What is being asked.
Needed from the data below: every line from the one with "fn format_line(clock: &str, level: Level, msg: &str)" up to and including the one with "fn platform_data_dir() ->", repeated exactly and with nothing else.

Saved entries.
//! Session log: a single file per run, truncated at launch.
//!
//! Location (`<data dir>/pixelart/pixelart.log`):
//!   Windows:  `%APPDATA%\pixelart\pixelart.log`
//!   Linux:    `$XDG_DATA_HOME/pixelart/pixelart.log` or `~/.local/share/...`
//!   macOS:    `~/Library/Application Support/pixelart/pixelart.log`
//!
//! Log through `log_info!` / `log_warn!` / `log_err!`. Until [`init`] has run
//! (unit tests, library use) every write is dropped.

use std::fs::{File, OpenOptions};
use std::io::Write;
use std::path::{Path, PathBuf};
use std::sync::{Mutex, OnceLock};
use std::time::{SystemTime, UNIX_EPOCH};

static SESSION: OnceLock<Session> = OnceLock::new();

struct Session {
    path: PathBuf,
    file: Mutex<File>,
}

#[derive(Clone, Copy, Debug, PartialEq, Eq)]
pub enum Level {
    Info,
    Warn,
    Error,
    Panic,
}

impl Level {
    pub fn tag(self) -> &'static str {
        match self {
            Level::Info => "INFO",
            Level::Warn => "WARN",
            Level::Error => "ERROR",
            Level::Panic => "PANIC",
        }
    }
}

#[macro_export]
macro_rules! log_info {
    ($($arg:tt)*) => {
        $crate::logger::write($crate::logger::Level::Info, &format!($($arg)*))
    };
}

#[macro_export]
macro_rules! log_warn {
    ($($arg:tt)*) => {
        $crate::logger::write($crate::logger::Level::Warn, &format!($($arg)*))
    };
}

#[macro_export]
macro_rules! log_err {
    ($($arg:tt)*) => {
        $crate::logger::write($crate::logger::Level::Error, &format!($($arg)*))
    };
}

/// Path of this session's log, once [`init`] succeeded.
pub fn log_path() -> Option<&'static Path> {
    SESSION.get().map(|s| s.path.as_path())
}

/// Append one `[HH:MM:SS] [LEVEL] msg` line. Never fails.
pub fn write(level: Level, msg: &str) {
    raw_line(&format_line(&clock_now(), level, msg));
}

fn raw_line(line: &str) {
    if let Some(session) = SESSION.get()
        && let Ok(mut file) = session.file.lock()
    {
        let _ = writeln!(file, "{}", line);
    }
}

fn format_line(clock: &str, level: Level, msg: &str) -> String {
    format!("[{}] [{}] {}", clock, level.tag(), msg)
}

/// Open (truncate) the session log and mirror panics into it.
/// A log that cannot be opened is reported on stderr and otherwise ignored.
pub fn init() {
    let path = session_log_path();
    let file = match open_truncated(&path) {
        Ok(f) => f,
        Err(e) => {
            eprintln!("[logger] cannot open {}: {}", path.display(), e);
            return;
        }
    };
    let header_path = path.display().to_string();
    if SESSION.set(Session { path, file: Mutex::new(file) }).is_err() {
        return;
    }

    raw_line(&format!("=== pixelart session started (unix {}) ===", unix_secs()));
    raw_line(&format!("Log file: {}", header_path));
    raw_line("");

    let default_hook = std::panic::take_hook();
    std::panic::set_hook(Box::new(move |info| {
        write(Level::Panic, &info.to_string());
        default_hook(info);
    }));
}

fn open_truncated(path: &Path) -> std::io::Result<File> {
    if let Some(dir) = path.parent() {
        std::fs::create_dir_all(dir)?;
    }
    OpenOptions::new()
        .create(true)
        .write(true)
        .truncate(true)
        .open(path)
}

fn session_log_path() -> PathBuf {
    platform_data_dir().join("pixelart").join("pixelart.log")
}

fn platform_data_dir() -> PathBuf {
    let env_dir = |key: &str| std::env::var_os(key).map(PathBuf::from);
    let home = env_dir("HOME");

    if cfg!(target_os = "windows") {
        if let Some(appdata) = env_dir("APPDATA") {
            return appdata;
        }
    } else if cfg!(target_os = "macos") {
        if let Some(home) = &home {
            return home.join("Library").join("Application Support");
        }
    }
    env_dir("XDG_DATA_HOME")
        .or_else(|| home.map(|h| h.join(".local").join("share")))
        .unwrap_or_else(|| PathBuf::from("."))
}

fn unix_secs() -> u64 {
    SystemTime::now()
        .duration_since(UNIX_EPOCH)
        .map(|d| d.as_secs())
        .unwrap_or(0)
}

fn clock_now() -> String {
    clock_of_day(unix_secs())
}

/// HH:MM:SS (UTC) within the day.
fn clock_of_day(secs: u64) -> String {
    let day = secs % 86_400;
    format!("{:02}:{:02}:{:02}", day / 3600, (day % 3600) / 60, day % 60)
}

Answer below.
fn format_line(clock: &str, level: Level, msg: &str) -> String {
    format!("[{}] [{}] {}", clock, level.tag(), msg)
}

/// Open (truncate) the session log and mirror panics into it.
/// A log that cannot be opened is reported on stderr and otherwise ignored.
pub fn init() {
    let path = session_log_path();
    let file = match open_truncated(&path) {
        Ok(f) => f,
        Err(e) => {
            eprintln!("[logger] cannot open {}: {}", path.display(), e);
            return;
        }
    };
    let header_path = path.display().to_string();
    if SESSION.set(Session { path, file: Mutex::new(file) }).is_err() {
        return;
    }

    raw_line(&format!("=== pixelart session started (unix {}) ===", unix_secs()));
    raw_line(&format!("Log file: {}", header_path));
    raw_line("");

    let default_hook = std::panic::take_hook();
    std::panic::set_hook(Box::new(move |info| {
        write(Level::Panic, &info.to_string());
        default_hook(info);
    }));
}

fn open_truncated(path: &Path) -> std::io::Result<File> {
    if let Some(dir) = path.parent() {
        std::fs::create_dir_all(dir)?;
    }
    OpenOptions::new()
        .create(true)
        .write(true)
        .truncate(true)
        .open(path)
}

fn session_log_path() -> PathBuf {
    platform_data_dir().join("pixelart").join("pixelart.log")
}

fn platform_data_dir() -> PathBuf {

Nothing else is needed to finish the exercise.